Curves à la Mode: Piret Johanson Redesigns Valtech’s NYC Office
While modeling in Paris, Piret Johanson was in and out of ateliers, meeting Yves Saint Laurent and Karl Lagerfeld. That fashionable background informed the budding interior designer’s two-phase scheme for the New York office of Valtech, a chic multinational that consults on digital marketing for image-conscious clients from Guerlain to Gore-tex. Like a couturier draping yardage on the female form, she spent hours on-site, subtly canting new walls and tweaking the freeform cutouts from her digital elevations.
The initial space was entirely empty when it was handed to Piret Johanson Studio: 3,200 square feet in a 1902 printing plant, later a General Electric Company appliance warehouse. Valtech’s landlord restored the exposed brick, while Johansen buffed the battered concrete floor a bit, preserving the industrial character. The 11-foot ceiling she left predominantly exposed.

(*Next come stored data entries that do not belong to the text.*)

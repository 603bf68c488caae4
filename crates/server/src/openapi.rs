use once_cell::sync::Lazy;
use utoipa::OpenApi;
use utoipa::ToSchema;

#[derive(ToSchema)]
pub struct HealthResponse { pub status: String }

#[derive(ToSchema)]
pub struct MessageDoc { pub message: String }

#[derive(ToSchema)]
pub struct ProductDoc { pub id: i32, pub name: String, pub description: String, pub price: f64, pub quantity: i32 }

#[derive(ToSchema)]
#[schema(rename_all = "lowercase")]
pub enum GenderDoc { Male, Female, Others }

#[derive(ToSchema)]
pub struct PatientDoc {
    #[schema(example = "P001")]
    pub id: String,
    pub name: String,
    pub city: String,
    pub age: i32,
    pub gender: GenderDoc,
    /// metres
    pub height: f64,
    /// kilograms
    pub weight: f64,
}

#[derive(ToSchema)]
pub struct PatientUpdateDoc {
    pub name: Option<String>,
    pub city: Option<String>,
    pub age: Option<i32>,
    pub gender: Option<GenderDoc>,
    pub height: Option<f64>,
    pub weight: Option<f64>,
}

#[derive(ToSchema)]
pub struct PatientViewDoc {
    pub id: String,
    pub name: String,
    pub city: String,
    pub age: i32,
    pub gender: GenderDoc,
    pub height: f64,
    pub weight: f64,
    pub bmi: f64,
    /// underweight, normal, overweight or obese
    pub verdict: String,
}

#[derive(ToSchema)]
pub struct EmployeeDoc { pub id: i64, pub name: String, pub age: i32, pub department: String }

#[derive(OpenApi)]
#[openapi(
    paths(
        crate::routes::home,
        crate::routes::about,
        crate::routes::health,
        crate::routes::products::list_products,
        crate::routes::products::get_product,
        crate::routes::products::create_product,
        crate::routes::products::update_product,
        crate::routes::products::delete_product,
        crate::routes::patients::view_patients,
        crate::routes::patients::get_patient,
        crate::routes::patients::sort_patients,
        crate::routes::patients::create_patient,
        crate::routes::patients::edit_patient,
        crate::routes::patients::delete_patient,
        crate::routes::employees::list_employees,
        crate::routes::employees::get_employee,
        crate::routes::employees::create_employee,
        crate::routes::employees::update_employee,
        crate::routes::employees::delete_employee,
    ),
    components(
        schemas(
            HealthResponse,
            MessageDoc,
            ProductDoc,
            GenderDoc,
            PatientDoc,
            PatientUpdateDoc,
            PatientViewDoc,
            EmployeeDoc,
        )
    ),
    tags(
        (name = "meta"),
        (name = "products"),
        (name = "patients"),
        (name = "employees")
    )
)]
pub struct ApiDoc;

/// 文档只生成一次，之后每次请求直接克隆
pub static OPENAPI: Lazy<utoipa::openapi::OpenApi> = Lazy::new(ApiDoc::openapi);
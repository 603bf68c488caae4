use std::{net::SocketAddr, sync::Arc};

use axum::Router;
use configs::AppConfig;
use models::{employee::Employee, patient::Patient, product::Product};
use service::{
    runtime,
    storage::{JsonFileStore, MemoryStore, ResourceStore, SeaOrmProductStore},
};
use tower_http::cors::CorsLayer;
use tracing::{info, warn};

use crate::routes;
use crate::state::AppState;

fn build_cors() -> CorsLayer {
    CorsLayer::very_permissive()
}

/// Router with CORS and request tracing applied, ready to serve.
pub fn app(state: AppState) -> Router {
    routes::build_router(state, build_cors())
}

/// Product backend: the relational table when a database is configured,
/// otherwise a process-local list.
async fn product_store(cfg: &AppConfig) -> anyhow::Result<Arc<dyn ResourceStore<Product>>> {
    if cfg.database.is_configured() {
        let db = models::db::connect_and_migrate(&cfg.database).await?;
        info!(event = "db_ready", "database connected and migrated");
        Ok(Arc::new(SeaOrmProductStore::new(db)))
    } else {
        warn!(event = "db_missing", "DATABASE_URL not set, products are kept in memory");
        Ok(Arc::new(MemoryStore::<Product>::new()))
    }
}

/// Open every backend described by `cfg` and seed the product catalogue.
pub async fn build_state(cfg: &AppConfig) -> anyhow::Result<AppState> {
    runtime::ensure_env(&cfg.storage.data_dir, &[cfg.storage.patients_file.as_str()]).await?;

    let products = product_store(cfg).await?;
    let patients: Arc<dyn ResourceStore<Patient>> =
        Arc::new(JsonFileStore::<Patient>::open(&cfg.storage.patients_file).await?);
    // 员工数据仅在进程内保存
    let employees: Arc<dyn ResourceStore<Employee>> = Arc::new(MemoryStore::<Employee>::new());

    let state = AppState::new(products, patients, employees);
    state.products.seed_if_empty(models::product::seed()).await?;
    Ok(state)
}

/// Build the app from `cfg` and serve until the process is stopped.
pub async fn run(cfg: AppConfig) -> anyhow::Result<()> {
    let state = build_state(&cfg).await?;
    let app = app(state);

    let addr: SocketAddr = format!("{}:{}", cfg.server.host, cfg.server.port).parse()?;
    let listener = tokio::net::TcpListener::bind(addr).await?;
    info!(%addr, event = "listening", "record services listening");
    axum::serve(listener, app).await?;
    Ok(())
}
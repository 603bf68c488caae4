use std::sync::Arc;

use models::employee::Employee;
use tracing::instrument;

use crate::errors::ServiceError;
use crate::storage::ResourceStore;

pub struct EmployeeService {
    store: Arc<dyn ResourceStore<Employee>>,
}

impl EmployeeService {
    pub fn new(store: Arc<dyn ResourceStore<Employee>>) -> Self {
        Self { store }
    }

    pub async fn list(&self) -> Result<Vec<Employee>, ServiceError> {
        self.store.list().await
    }

    pub async fn get(&self, id: i64) -> Result<Employee, ServiceError> {
        self.store.get(&id).await
    }

    #[instrument(skip(self, employee), fields(id = employee.id))]
    pub async fn create(&self, employee: Employee) -> Result<Employee, ServiceError> {
        self.store.create(employee).await
    }

    /// Replace the employee addressed by `id`. A body carrying another id is rejected.
    #[instrument(skip(self, employee))]
    pub async fn replace(&self, id: i64, employee: Employee) -> Result<Employee, ServiceError> {
        self.store.replace(&id, employee).await
    }

    #[instrument(skip(self))]
    pub async fn delete(&self, id: i64) -> Result<Employee, ServiceError> {
        self.store.delete(&id).await
    }
}
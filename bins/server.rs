use dotenvy::dotenv;
use tracing::{error, info};
use uuid::Uuid;

fn init_logging() {
    // 提前加载 .env，使得 RUST_LOG、LOG_FORMAT 等环境变量生效
    dotenv().ok();
    common::utils::logging::init_logging_from_env();
    info!(service = "server", event = "logger_init", "tracing subscriber initialized");
}

fn main() -> std::process::ExitCode {
    init_logging();

    let service_id = Uuid::new_v4();
    let pid = std::process::id();
    let version = env!("CARGO_PKG_VERSION");

    // Panic 钩子：捕获异常并输出错误日志
    std::panic::set_hook(Box::new(move |info| {
        error!(
            service = "server",
            event = "panic",
            %service_id,
            pid,
            message = %info,
            "unhandled panic occurred"
        );
    }));

    // 配置优先 config.toml，其次环境变量；两者都没有时使用默认值
    let cfg = match configs::AppConfig::load_or_env() {
        Ok(cfg) => cfg,
        Err(e) => {
            error!(service = "server", event = "config_invalid", error = %e, "invalid configuration");
            return std::process::ExitCode::FAILURE;
        }
    };
    let worker_threads = cfg.server.worker_threads;

    let mut builder = tokio::runtime::Builder::new_multi_thread();
    builder.enable_all();
    if let Some(w) = worker_threads { builder.worker_threads(w); }

    let rt = match builder.build() {
        Ok(rt) => rt,
        Err(e) => {
            error!(service = "server", event = "runtime_build_failed", error = %e, "failed to build tokio runtime");
            return std::process::ExitCode::FAILURE;
        }
    };

    info!(
        service = "server",
        event = "start",
        %service_id,
        pid,
        version,
        threads = worker_threads.unwrap_or_default(),
        "record services starting"
    );

    rt.block_on(async move {
        let server_task = tokio::spawn(async move {
            if let Err(e) = server::run(cfg).await {
                error!(service = "server", event = "run_failed", error = %e, "server::run returned error");
                Err(e)
            } else {
                Ok(())
            }
        });

        tokio::select! {
            res = server_task => {
                match res {
                    Ok(Ok(())) => {
                        info!(service = "server", event = "stop", %service_id, pid, "server stopped normally");
                        std::process::ExitCode::SUCCESS
                    }
                    // 错误已在任务内记录
                    Ok(Err(_)) => std::process::ExitCode::FAILURE,
                    Err(e) => {
                        error!(service = "server", event = "task_join_error", error = %e, "server task join error");
                        std::process::ExitCode::FAILURE
                    }
                }
            }
            _ = tokio::signal::ctrl_c() => {
                info!(service = "server", event = "shutdown_signal", %service_id, pid, "received Ctrl+C, shutting down");
                std::process::ExitCode::SUCCESS
            }
        }
    })
}
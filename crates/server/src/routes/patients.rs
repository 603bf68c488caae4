use axum::{
    extract::{Path, Query, State},
    http::StatusCode,
    routing::{delete, get, post, put},
    Json, Router,
};
use axum_extra::extract::WithRejection;
use common::types::Message;
use models::patient::{Patient, PatientUpdate, PatientView};
use serde::Deserialize;
use tracing::info;

use crate::errors::JsonApiError;
use crate::state::AppState;

#[derive(Debug, Deserialize)]
pub struct SortQuery {
    pub sort_by: String,
    #[serde(default = "default_order")]
    pub order: String,
}

fn default_order() -> String {
    "asc".to_string()
}

pub fn router() -> Router<AppState> {
    Router::new()
        .route("/view", get(view_patients))
        .route("/patient/:id", get(get_patient))
        .route("/sort", get(sort_patients))
        .route("/create", post(create_patient))
        .route("/edit/:id", put(edit_patient))
        .route("/delete/:id", delete(delete_patient))
}

#[utoipa::path(get, path = "/view", tag = "patients", responses((status = 200, description = "All patients in insertion order", body = [crate::openapi::PatientViewDoc])))]
pub async fn view_patients(State(state): State<AppState>) -> Result<Json<Vec<PatientView>>, JsonApiError> {
    let items: Vec<PatientView> = state.patients.list().await?.into_iter().map(Patient::view).collect();
    info!(count = items.len(), "list patients");
    Ok(Json(items))
}

#[utoipa::path(get, path = "/patient/{id}", tag = "patients", params(("id" = String, Path, description = "Patient id, e.g. P001")), responses((status = 200, description = "OK", body = crate::openapi::PatientViewDoc), (status = 404, description = "Not Found")))]
pub async fn get_patient(
    State(state): State<AppState>,
    WithRejection(Path(id), _): WithRejection<Path<String>, JsonApiError>,
) -> Result<Json<PatientView>, JsonApiError> {
    Ok(Json(state.patients.get(&id).await?.view()))
}

#[utoipa::path(get, path = "/sort", tag = "patients", params(("sort_by" = String, Query, description = "height, weight or bmi"), ("order" = Option<String>, Query, description = "asc (default) or desc")), responses((status = 200, description = "Sorted patients", body = [crate::openapi::PatientViewDoc]), (status = 400, description = "Invalid field or order")))]
pub async fn sort_patients(
    State(state): State<AppState>,
    WithRejection(Query(q), _): WithRejection<Query<SortQuery>, JsonApiError>,
) -> Result<Json<Vec<PatientView>>, JsonApiError> {
    let sorted = state.patients.sort(&q.sort_by, &q.order).await?;
    Ok(Json(sorted.into_iter().map(Patient::view).collect()))
}

#[utoipa::path(post, path = "/create", tag = "patients", request_body = crate::openapi::PatientDoc, responses((status = 201, description = "Created", body = crate::openapi::MessageDoc), (status = 400, description = "Duplicate id or invalid fields")))]
pub async fn create_patient(
    State(state): State<AppState>,
    WithRejection(Json(patient), _): WithRejection<Json<Patient>, JsonApiError>,
) -> Result<(StatusCode, Json<Message>), JsonApiError> {
    let created = state.patients.create(patient).await?;
    info!(id = %created.id, "created patient");
    Ok((StatusCode::CREATED, Json(Message::new("Patient created successfully"))))
}

/// 仅覆盖请求体中出现的字段
#[utoipa::path(put, path = "/edit/{id}", tag = "patients", params(("id" = String, Path, description = "Patient id")), request_body = crate::openapi::PatientUpdateDoc, responses((status = 200, description = "Updated", body = crate::openapi::MessageDoc), (status = 404, description = "Not Found")))]
pub async fn edit_patient(
    State(state): State<AppState>,
    WithRejection(Path(id), _): WithRejection<Path<String>, JsonApiError>,
    WithRejection(Json(patch), _): WithRejection<Json<PatientUpdate>, JsonApiError>,
) -> Result<Json<Message>, JsonApiError> {
    state.patients.merge(&id, patch).await?;
    Ok(Json(Message::new("Patient details updated successfully")))
}

#[utoipa::path(delete, path = "/delete/{id}", tag = "patients", params(("id" = String, Path, description = "Patient id")), responses((status = 200, description = "Deleted", body = crate::openapi::MessageDoc), (status = 404, description = "Not Found")))]
pub async fn delete_patient(
    State(state): State<AppState>,
    WithRejection(Path(id), _): WithRejection<Path<String>, JsonApiError>,
) -> Result<Json<Message>, JsonApiError> {
    state.patients.delete(&id).await?;
    info!(id = %id, "deleted patient");
    Ok(Json(Message::new("Patient deleted")))
}
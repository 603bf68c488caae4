use std::io;
use tracing_subscriber::{fmt, EnvFilter};

/// Filter used by both output formats when `RUST_LOG` is unset.
pub const DEFAULT_FILTER: &str = "info,tower_http=info,axum=info";

fn env_filter() -> EnvFilter {
    EnvFilter::try_from_default_env().unwrap_or_else(|_| EnvFilter::new(DEFAULT_FILTER))
}

/// Initialize tracing subscriber with sensible defaults and stdout writer.
/// - Respects `RUST_LOG` if set
/// - Falls back to [`DEFAULT_FILTER`]
/// - Writes to stdout to improve visibility in environments that hide stderr
pub fn init_logging_default() {
    let _ = fmt()
        .with_env_filter(env_filter())
        .with_target(false)
        .compact()
        .with_writer(io::stdout)
        .try_init();
}

/// Initialize tracing subscriber with JSON structured output.
/// - Respects `RUST_LOG` if set, same fallback as the compact format
/// - Emits structured JSON logs for better machine parsing
pub fn init_logging_json() {
    let _ = fmt()
        .with_env_filter(env_filter())
        .with_target(false)
        .json()
        .with_writer(io::stdout)
        .try_init();
}

/// Pick the output format from `LOG_FORMAT` (`json` or anything else for compact).
pub fn init_logging_from_env() {
    match std::env::var("LOG_FORMAT") {
        Ok(v) if v.eq_ignore_ascii_case("json") => init_logging_json(),
        _ => init_logging_default(),
    }
}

Her pièce de résistance is a pair of freestanding volumes that together, in plan, create a sort of kidney bean with a slice down the middle for circulation purposes. “Things are never square in nature—think about the baby in the womb,” she offers. One volume encloses the reception area and conference room, the other a smaller meeting room and a private office.
Into the convex outside of that office, she carved a niche wide enough for someone to recline in. Its undulating form, padded with a long cushion, was inspired by Le Corbusier, Pierre Jeanneret, and Charlotte Perriand’s chaise longue from 1930. Then Johanson added a tiny gooseneck LED sconce for reading.
Drawing on her Estonian heritage, this child of the frozen north used snowy white for insertions both in the original space and in the 2,300-square-foot annex completed two years later for the growing company. “Color would have been too much,” she says. The full-height curved fins that form a divider between the lounge and workstations in the annex are painted a uniform high-gloss white. However, they appear to trail off chromatically into shadow as they recede.
“We are shades-of-gray people,” she continues. Spoken like a lifetime member of the fashion tribe.